Analysis of Complementarity Requirements for Plant MicroRNA Targeting Using a Nicotiana benthamiana Quantitative Transient Assay

MicroRNAs (miRNAs) guide RNA-induced silencing complexes to target RNAs based on miRNA-target complementarity. Using a dual-luciferase based sensor system in Nicotiana benthamiana, we quantitatively assessed the relationship between miRNA-target complementarity and silencing efficacy measured at both the RNA and protein levels, using several conserved miRNAs and their known target sites from Arabidopsis thaliana. We found that naturally occurring sites have variable efficacies attributable to their complementarity patterns. We also observed that sites with a few mismatches to the miRNA 3′ regions, which are common in plants, are often equally effective and sometimes more effective than perfectly matched sites. By contrast, mismatches to the miRNA 5′ regions strongly reduce or eliminate repression efficacy but are nonetheless present in several natural sites, suggesting that in some cases, suboptimal miRNA efficacies are either tolerated or perhaps selected for.

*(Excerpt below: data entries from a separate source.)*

//! Enemies, encounters, area damage and combat accounting.

pub mod aoe;
pub mod encounter;
pub mod events;
pub mod generation;
pub mod segment;
pub mod types;

pub use aoe::{AoeMode, AoeParams};
pub use encounter::{Encounter, EncounterSpec};
pub use events::BattleEvent;
pub use segment::{Segment, SegmentCollector};
pub use types::{CombatantId, DamageType, Enemy, Mitigation};
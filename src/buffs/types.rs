use crate::combat::types::{CombatantId, DamageType};
use crate::core::error::ConfigError;
use serde::{Deserialize, Serialize};

#[derive(Debug, Clone, Copy, PartialEq, Eq, Hash, PartialOrd, Ord, Serialize, Deserialize)]
pub struct BuffInstanceId(pub u64);

/// What happens when a buff is applied to a target that already carries it.
#[derive(Debug, Clone, Copy, PartialEq, Eq, Default, Serialize, Deserialize)]
pub enum StackPolicy {
    /// Reset the duration, keep the stack count.
    #[default]
    Refresh,
    /// Add a stack (up to the cap) and reset the duration.
    Stack,
    /// Always create a separate, co-existing instance.
    Independent,
}

#[derive(Debug, Clone, Copy, PartialEq, Eq, Default, Serialize, Deserialize)]
pub enum PeriodicKind {
    #[default]
    None,
    Damage,
    Heal,
    Resource,
}

/// Who carries a buff instance.
#[derive(Debug, Clone, Copy, PartialEq, Eq, Hash, Serialize, Deserialize)]
pub enum BuffTarget {
    Caster,
    Enemy(CombatantId),
}

#[derive(Debug, Clone, PartialEq, Serialize, Deserialize)]
pub struct BuffDefinition {
    pub id: String,
    pub duration: f64,
    #[serde(default = "default_max_stacks")]
    pub max_stacks: u32,
    #[serde(default)]
    pub stack_policy: StackPolicy,
    #[serde(default)]
    pub periodic_kind: PeriodicKind,
    #[serde(default)]
    pub periodic_interval: f64,
    #[serde(default)]
    pub periodic_base_value: f64,
    #[serde(default)]
    pub periodic_resource_id: Option<String>,
    #[serde(default)]
    pub periodic_damage_type: DamageType,
    #[serde(default)]
    pub haste_affected: bool,
    #[serde(default)]
    pub pandemic_ratio: f64,
    #[serde(default)]
    pub ap_coefficient: f64,
    #[serde(default)]
    pub sp_coefficient: f64,
}

fn default_max_stacks() -> u32 {
    1
}

impl BuffDefinition {
    /// A plain, non-periodic buff.
    pub fn new(id: impl Into<String>, duration: f64) -> Self {
        Self {
            id: id.into(),
            duration,
            max_stacks: 1,
            stack_policy: StackPolicy::Refresh,
            periodic_kind: PeriodicKind::None,
            periodic_interval: 0.0,
            periodic_base_value: 0.0,
            periodic_resource_id: None,
            periodic_damage_type: DamageType::Physical,
            haste_affected: false,
            pandemic_ratio: 0.0,
            ap_coefficient: 0.0,
            sp_coefficient: 0.0,
        }
    }

    pub fn damage_over_time(
        mut self,
        interval: f64,
        base_value: f64,
        damage_type: DamageType,
    ) -> Self {
        self.periodic_kind = PeriodicKind::Damage;
        self.periodic_interval = interval;
        self.periodic_base_value = base_value;
        self.periodic_damage_type = damage_type;
        self
    }

    pub fn heal_over_time(mut self, interval: f64, base_value: f64) -> Self {
        self.periodic_kind = PeriodicKind::Heal;
        self.periodic_interval = interval;
        self.periodic_base_value = base_value;
        self
    }

    pub fn resource_over_time(
        mut self,
        resource_id: impl Into<String>,
        interval: f64,
        amount: f64,
    ) -> Self {
        self.periodic_kind = PeriodicKind::Resource;
        self.periodic_interval = interval;
        self.periodic_base_value = amount;
        self.periodic_resource_id = Some(resource_id.into());
        self
    }

    pub fn stacking(mut self, policy: StackPolicy, max_stacks: u32) -> Self {
        self.stack_policy = policy;
        self.max_stacks = max_stacks.max(1);
        self
    }

    pub fn hasted(mut self) -> Self {
        self.haste_affected = true;
        self
    }

    pub fn pandemic(mut self, ratio: f64) -> Self {
        self.pandemic_ratio = ratio;
        self
    }

    pub fn coefficients(mut self, ap_coefficient: f64, sp_coefficient: f64) -> Self {
        self.ap_coefficient = ap_coefficient;
        self.sp_coefficient = sp_coefficient;
        self
    }

    pub fn is_periodic(&self) -> bool {
        self.periodic_kind != PeriodicKind::None
    }

    /// Seconds between ticks once haste is applied.
    pub fn tick_interval(&self, haste_factor: f64) -> f64 {
        if self.haste_affected && haste_factor > 0.0 {
            self.periodic_interval / haste_factor
        } else {
            self.periodic_interval
        }
    }

    pub fn validate(&self) -> Result<(), ConfigError> {
        if self.duration < 0.0 || self.duration.is_nan() {
            return Err(ConfigError::NegativeDuration(self.id.clone()));
        }
        if self.is_periodic() && !(self.periodic_interval > 0.0) {
            return Err(ConfigError::InvalidPeriodicInterval(self.id.clone()));
        }
        if self.periodic_kind == PeriodicKind::Resource && self.periodic_resource_id.is_none() {
            return Err(ConfigError::UnknownResource {
                owner: self.id.clone(),
                resource: String::new(),
            });
        }
        Ok(())
    }
}

/// A live application of a buff on one target.
#[derive(Debug, Clone, PartialEq, Serialize, Deserialize)]
pub struct BuffInstance {
    pub instance_id: BuffInstanceId,
    pub buff_id: String,
    pub target: BuffTarget,
    pub stacks: u32,
    pub applied_at: f64,
    pub expires_at: f64,
    /// `None` once no further tick fits before expiry.
    pub next_tick_at: Option<f64>,
}

impl BuffInstance {
    pub fn remaining(&self, now: f64) -> f64 {
        (self.expires_at - now).max(0.0)
    }
}

/// Result of applying a buff.
#[derive(Debug, Clone, Copy, PartialEq)]
pub struct ApplyOutcome {
    pub instance: BuffInstanceId,
    pub created: bool,
    pub stacks: u32,
    pub expires_at: f64,
    /// A new tick chain must be scheduled at this time.
    pub schedule_tick_at: Option<f64>,
}

/// A periodic tick that is due, computed by the buff engine and resolved by
/// the battle context.
#[derive(Debug, Clone, PartialEq)]
pub struct TickOutcome {
    pub instance: BuffInstanceId,
    pub buff_id: String,
    pub kind: PeriodicKind,
    pub value: f64,
    pub damage_type: DamageType,
    pub resource_id: Option<String>,
    pub target: BuffTarget,
    pub next_tick_at: Option<f64>,
}
//! Area damage distribution.
//!
//! Turns one damage value into a list of per-target hits. Mitigation and
//! bookkeeping happen later, once per hit, in the battle context.

use super::encounter::Encounter;
use super::types::CombatantId;
use serde::{Deserialize, Serialize};

#[derive(Debug, Clone, Copy, PartialEq, Eq, Default, Serialize, Deserialize)]
pub enum AoeMode {
    /// Primary target only.
    #[default]
    Single,
    /// The full value lands on every selected target.
    CleaveFull,
    /// The value is divided into `max_targets` equal shares.
    Split,
}

#[derive(Debug, Clone, Copy, PartialEq, Serialize, Deserialize)]
pub struct AoeParams {
    #[serde(default)]
    pub mode: AoeMode,
    #[serde(default = "default_max_targets")]
    pub max_targets: u32,
    #[serde(default = "default_true")]
    pub include_primary: bool,
    /// When fewer targets are alive than `max_targets`, unused hits land on the
    /// primary target instead of being discarded.
    #[serde(default)]
    pub split_remainder_to_primary: bool,
}

fn default_max_targets() -> u32 {
    1
}

fn default_true() -> bool {
    true
}

impl Default for AoeParams {
    fn default() -> Self {
        Self::single()
    }
}

impl AoeParams {
    pub fn single() -> Self {
        Self {
            mode: AoeMode::Single,
            max_targets: 1,
            include_primary: true,
            split_remainder_to_primary: false,
        }
    }

    pub fn cleave_full(max_targets: u32) -> Self {
        Self {
            mode: AoeMode::CleaveFull,
            max_targets,
            ..Self::single()
        }
    }

    pub fn split(max_targets: u32) -> Self {
        Self {
            mode: AoeMode::Split,
            max_targets,
            ..Self::single()
        }
    }

    pub fn with_remainder_to_primary(mut self) -> Self {
        self.split_remainder_to_primary = true;
        self
    }

    pub fn excluding_primary(mut self) -> Self {
        self.include_primary = false;
        self
    }
}

/// One hit of raw (pre-mitigation) damage on one target.
#[derive(Debug, Clone, Copy, PartialEq)]
pub struct PlannedHit {
    pub target: CombatantId,
    pub raw: f64,
}

/// Resolves targets for `value` and returns the hits in application order.
///
/// Returns nothing when no enemy is alive.
pub fn plan_hits(encounter: &Encounter, value: f64, params: &AoeParams) -> Vec<PlannedHit> {
    let Some(primary) = encounter.primary_target() else {
        return Vec::new();
    };
    let max_targets = params.max_targets.max(1) as usize;

    let per_hit = match params.mode {
        AoeMode::Single => {
            return vec![PlannedHit {
                target: primary,
                raw: value,
            }]
        }
        AoeMode::CleaveFull => value,
        AoeMode::Split => value / max_targets as f64,
    };

    let targets = encounter.select_aoe_targets(max_targets, params.include_primary);
    let mut hits: Vec<PlannedHit> = targets
        .iter()
        .map(|&target| PlannedHit {
            target,
            raw: per_hit,
        })
        .collect();

    if params.split_remainder_to_primary {
        for _ in targets.len()..max_targets {
            hits.push(PlannedHit {
                target: primary,
                raw: per_hit,
            });
        }
    }
    hits
}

Central mismatches fully abolished repression efficacy in our system, but such sites then became effective miRNA target mimics. Complementarity patterns that are functional in animals (seed sites, 3′-supplementary sites, and centered sites) did not reliably confer repression, regardless of context (3′-untranslated region or open reading frame) or measurement type (RNA or protein levels). Overall, these data provide a robust and empirical foundation for understanding, predicting, and designing functional miRNA target sites in plants.